◆ What you are asked to do: Which lines in the data below contain the word "arcx"? Copy each of them.

◆ Provided material:
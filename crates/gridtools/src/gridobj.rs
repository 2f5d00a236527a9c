//! Grid container for staggered model grids.
//!
//! [`GridObj`] holds the geometry of one grid tile: supergrid corner
//! coordinates, cell edge lengths, cell areas and local rotation angles.
//! Every construction path runs the same two steps: assign the fields that
//! were given, then [`GridObj::extract_from`] a [`GridDataset`].

use std::path::{Path, PathBuf};

use ndarray::{Array1, Array2, Ix2};
use tracing::{debug, info};

use crate::agrid::agrid_lonlat;
use crate::dataset::{GridDataset, VariableData};
use crate::error::{GridError, GridResult};
use crate::utils::check_file_is_there;

/// Variables a grid file may carry, in write order.
pub const GRID_VARIABLES: [&str; 9] = [
    "tile", "x", "y", "dx", "dy", "area", "angle_dx", "angle_dy", "arcx",
];

/// Dimension used for the single-element text variables on write.
const TEXT_DIM: &str = "dim_0";

/// Geometry of one grid tile.
///
/// Array fields use the dimension conventions of grid files:
///
/// | field | dims |
/// |---|---|
/// | `x`, `y`, `angle_dx`, `angle_dy` | `(nyp, nxp)` |
/// | `dx` | `(nyp, nx)` |
/// | `dy` | `(ny, nxp)` |
/// | `area` | `(ny, nx)` |
///
/// A field is `None` when the source did not carry the variable.
#[derive(Debug, Clone, Default)]
pub struct GridObj {
    /// Backing dataset, when built from one or from a file
    pub grid_data: Option<GridDataset>,
    /// File the grid was read from
    pub grid_file: Option<PathBuf>,
    /// Tile identifier, e.g. `tile1`
    pub tile: Option<String>,
    pub x: Option<Array2<f64>>,
    pub y: Option<Array2<f64>>,
    pub dx: Option<Array2<f64>>,
    pub dy: Option<Array2<f64>>,
    pub area: Option<Array2<f64>>,
    pub angle_dx: Option<Array2<f64>>,
    pub angle_dy: Option<Array2<f64>>,
    /// Stagger convention marker
    pub arcx: Option<String>,
    nx: Option<usize>,
    ny: Option<usize>,
    nxp: Option<usize>,
    nyp: Option<usize>,
}

impl GridObj {
    /// Create an empty grid, to be filled in by hand before writing.
    pub fn new() -> Self {
        Self::default()
    }

    /// Start building a grid from individual fields and/or a source.
    pub fn builder() -> GridObjBuilder {
        GridObjBuilder::default()
    }

    /// Wrap an in-memory dataset, extracting every grid variable it holds.
    pub fn from_dataset(grid_data: GridDataset) -> GridResult<Self> {
        let mut grid = Self::new();
        grid.extract_from(&grid_data)?;
        grid.grid_data = Some(grid_data);
        Ok(grid)
    }

    /// Load a grid from a netCDF file.
    ///
    /// Fails with [`GridError::NotFound`] before touching the netCDF library
    /// when `path` does not exist. The file is closed once its contents are
    /// in memory; the loaded dataset is kept as `grid_data`.
    pub fn from_file<P: AsRef<Path>>(path: P) -> GridResult<Self> {
        let path = path.as_ref();
        check_file_is_there(path)?;

        let mut grid = Self::from_dataset(GridDataset::open(path)?)?;
        grid.grid_file = Some(path.to_path_buf());
        Ok(grid)
    }

    /// Load a grid from a netCDF image held in memory.
    pub fn from_bytes(data: &[u8]) -> GridResult<Self> {
        Self::from_dataset(GridDataset::from_bytes(data)?)
    }

    /// Copy every grid variable present in `grid_data` into this grid.
    ///
    /// Fields whose variable is absent keep their current value. Either all
    /// present variables are taken or, on error, none are.
    pub fn extract_from(&mut self, grid_data: &GridDataset) -> GridResult<()> {
        let tile = text_variable(grid_data, "tile")?;
        let x = array_variable(grid_data, "x")?;
        let y = array_variable(grid_data, "y")?;
        let dx = array_variable(grid_data, "dx")?;
        let dy = array_variable(grid_data, "dy")?;
        let area = array_variable(grid_data, "area")?;
        let angle_dx = array_variable(grid_data, "angle_dx")?;
        let angle_dy = array_variable(grid_data, "angle_dy")?;
        let arcx = text_variable(grid_data, "arcx")?;

        if tile.is_some() {
            self.tile = tile;
        }
        if x.is_some() {
            self.x = x;
        }
        if y.is_some() {
            self.y = y;
        }
        if dx.is_some() {
            self.dx = dx;
        }
        if dy.is_some() {
            self.dy = dy;
        }
        if area.is_some() {
            self.area = area;
        }
        if angle_dx.is_some() {
            self.angle_dx = angle_dx;
        }
        if angle_dy.is_some() {
            self.angle_dy = angle_dy;
        }
        if arcx.is_some() {
            self.arcx = arcx;
        }

        Ok(())
    }

    /// Build a dataset holding every field that is set.
    ///
    /// Unset fields are left out entirely. Arrays whose shapes disagree on a
    /// shared dimension are reported as [`GridError::DimensionMismatch`].
    pub fn to_dataset(&self) -> GridResult<GridDataset> {
        let mut out = GridDataset::new();

        put_text(&mut out, "tile", self.tile.as_deref())?;
        put_array(&mut out, "x", ["nyp", "nxp"], self.x.as_ref())?;
        put_array(&mut out, "y", ["nyp", "nxp"], self.y.as_ref())?;
        put_array(&mut out, "dx", ["nyp", "nx"], self.dx.as_ref())?;
        put_array(&mut out, "dy", ["ny", "nxp"], self.dy.as_ref())?;
        put_array(&mut out, "area", ["ny", "nx"], self.area.as_ref())?;
        put_array(&mut out, "angle_dx", ["nyp", "nxp"], self.angle_dx.as_ref())?;
        put_array(&mut out, "angle_dy", ["nyp", "nxp"], self.angle_dy.as_ref())?;
        put_text(&mut out, "arcx", self.arcx.as_deref())?;

        Ok(out)
    }

    /// Write the grid to a netCDF file.
    pub fn write<P: AsRef<Path>>(&self, path: P) -> GridResult<()> {
        let out = self.to_dataset()?;
        info!(
            path = %path.as_ref().display(),
            variables = ?out.variable_names(),
            "Writing grid"
        );
        out.write(path)
    }

    /// A-grid longitudes and latitudes in radians.
    ///
    /// Returns `Ok(None)` unless both `x` and `y` are set. See
    /// [`agrid_lonlat`] for the index layout.
    pub fn derive_agrid_lonlat(&self) -> GridResult<Option<(Array1<f64>, Array1<f64>)>> {
        match (&self.x, &self.y) {
            (Some(x), Some(y)) => agrid_lonlat(x, y).map(Some),
            _ => Ok(None),
        }
    }

    /// Names of the variables in the backing dataset, in dataset order.
    pub fn variable_list(&self) -> GridResult<Vec<String>> {
        self.grid_data
            .as_ref()
            .map(GridDataset::variable_names)
            .ok_or(GridError::NoDataset)
    }

    /// Take the backing dataset out of the grid.
    ///
    /// Dimension sizes already resolved stay cached.
    pub fn detach_dataset(&mut self) -> Option<GridDataset> {
        self.grid_data.take()
    }

    /// Number of cells along x.
    ///
    /// Read from the dataset's `nx` dimension, else from the column count of
    /// `area`. Cached once resolved.
    pub fn nx(&mut self) -> Option<usize> {
        let area = &self.area;
        resolve_dimension(&mut self.nx, self.grid_data.as_ref(), "nx", || {
            area.as_ref().map(|a| a.ncols())
        })
    }

    /// Number of cells along y, falling back to the row count of `area`.
    pub fn ny(&mut self) -> Option<usize> {
        let area = &self.area;
        resolve_dimension(&mut self.ny, self.grid_data.as_ref(), "ny", || {
            area.as_ref().map(|a| a.nrows())
        })
    }

    /// Number of corner points along x, falling back to the column count of `x`.
    pub fn nxp(&mut self) -> Option<usize> {
        let x = &self.x;
        resolve_dimension(&mut self.nxp, self.grid_data.as_ref(), "nxp", || {
            x.as_ref().map(|a| a.ncols())
        })
    }

    /// Number of corner points along y, falling back to the row count of `x`.
    pub fn nyp(&mut self) -> Option<usize> {
        let x = &self.x;
        resolve_dimension(&mut self.nyp, self.grid_data.as_ref(), "nyp", || {
            x.as_ref().map(|a| a.nrows())
        })
    }
}

/// Builder mirroring the field-wise grid constructor.
///
/// When a dataset is given it is extracted; otherwise a file path, when
/// given, is opened and extracted. Variables found in the source overwrite
/// fields set on the builder.
#[derive(Debug, Default)]
pub struct GridObjBuilder {
    grid: GridObj,
}

impl GridObjBuilder {
    pub fn grid_data(mut self, grid_data: GridDataset) -> Self {
        self.grid.grid_data = Some(grid_data);
        self
    }

    pub fn grid_file(mut self, path: impl Into<PathBuf>) -> Self {
        self.grid.grid_file = Some(path.into());
        self
    }

    pub fn tile(mut self, tile: impl Into<String>) -> Self {
        self.grid.tile = Some(tile.into());
        self
    }

    pub fn x(mut self, x: Array2<f64>) -> Self {
        self.grid.x = Some(x);
        self
    }

    pub fn y(mut self, y: Array2<f64>) -> Self {
        self.grid.y = Some(y);
        self
    }

    pub fn dx(mut self, dx: Array2<f64>) -> Self {
        self.grid.dx = Some(dx);
        self
    }

    pub fn dy(mut self, dy: Array2<f64>) -> Self {
        self.grid.dy = Some(dy);
        self
    }

    pub fn area(mut self, area: Array2<f64>) -> Self {
        self.grid.area = Some(area);
        self
    }

    pub fn angle_dx(mut self, angle_dx: Array2<f64>) -> Self {
        self.grid.angle_dx = Some(angle_dx);
        self
    }

    pub fn angle_dy(mut self, angle_dy: Array2<f64>) -> Self {
        self.grid.angle_dy = Some(angle_dy);
        self
    }

    pub fn arcx(mut self, arcx: impl Into<String>) -> Self {
        self.grid.arcx = Some(arcx.into());
        self
    }

    pub fn build(self) -> GridResult<GridObj> {
        let mut grid = self.grid;

        if let Some(grid_data) = grid.grid_data.take() {
            grid.extract_from(&grid_data)?;
            grid.grid_data = Some(grid_data);
        } else if let Some(path) = grid.grid_file.clone() {
            check_file_is_there(&path)?;
            let grid_data = GridDataset::open(&path)?;
            grid.extract_from(&grid_data)?;
            grid.grid_data = Some(grid_data);
        }

        Ok(grid)
    }
}

// =============================================================================
// Internal helpers
// =============================================================================

fn resolve_dimension(
    cache: &mut Option<usize>,
    grid_data: Option<&GridDataset>,
    name: &str,
    fallback: impl FnOnce() -> Option<usize>,
) -> Option<usize> {
    if cache.is_none() {
        *cache = match grid_data.and_then(|ds| ds.dimension_len(name)) {
            Some(len) => Some(len),
            None => {
                let len = fallback();
                debug!(dimension = name, len = ?len, "Dimension inferred from array shape");
                len
            }
        };
    }
    *cache
}

fn text_variable(grid_data: &GridDataset, name: &str) -> GridResult<Option<String>> {
    let Some(var) = grid_data.variable(name) else {
        return Ok(None);
    };

    match var.data() {
        VariableData::Text(value) => Ok(Some(value.clone())),
        other => Err(GridError::InvalidFormat(format!(
            "variable '{}' is {}, expected text",
            name,
            other.kind()
        ))),
    }
}

fn array_variable(grid_data: &GridDataset, name: &str) -> GridResult<Option<Array2<f64>>> {
    let Some(var) = grid_data.variable(name) else {
        return Ok(None);
    };

    let array = var.data().as_float().ok_or_else(|| {
        GridError::InvalidFormat(format!("variable '{}' is text, expected float", name))
    })?;
    let array = array
        .view()
        .into_dimensionality::<Ix2>()
        .map_err(|_| {
            GridError::InvalidShape(format!(
                "variable '{}' has shape {:?}, expected 2 dimensions",
                name,
                array.shape()
            ))
        })?
        .as_standard_layout()
        .into_owned();

    debug!(variable = name, shape = ?array.shape(), "Extracted grid variable");
    Ok(Some(array))
}

fn put_array(
    out: &mut GridDataset,
    name: &str,
    dims: [&str; 2],
    array: Option<&Array2<f64>>,
) -> GridResult<()> {
    if let Some(array) = array {
        out.insert_array(name, &dims, array.clone().into_dyn())?;
    }
    Ok(())
}

fn put_text(out: &mut GridDataset, name: &str, value: Option<&str>) -> GridResult<()> {
    if let Some(value) = value {
        out.add_dimension(TEXT_DIM, 1)?;
        out.insert_text(name, &[TEXT_DIM], value)?;
    }
    Ok(())
}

◆ Response to the exercise:
    "tile", "x", "y", "dx", "dy", "area", "angle_dx", "angle_dy", "arcx",
    pub arcx: Option<String>,
        let arcx = text_variable(grid_data, "arcx")?;
        if arcx.is_some() {
            self.arcx = arcx;
        put_text(&mut out, "arcx", self.arcx.as_deref())?;
    pub fn arcx(mut self, arcx: impl Into<String>) -> Self {
        self.grid.arcx = Some(arcx.into());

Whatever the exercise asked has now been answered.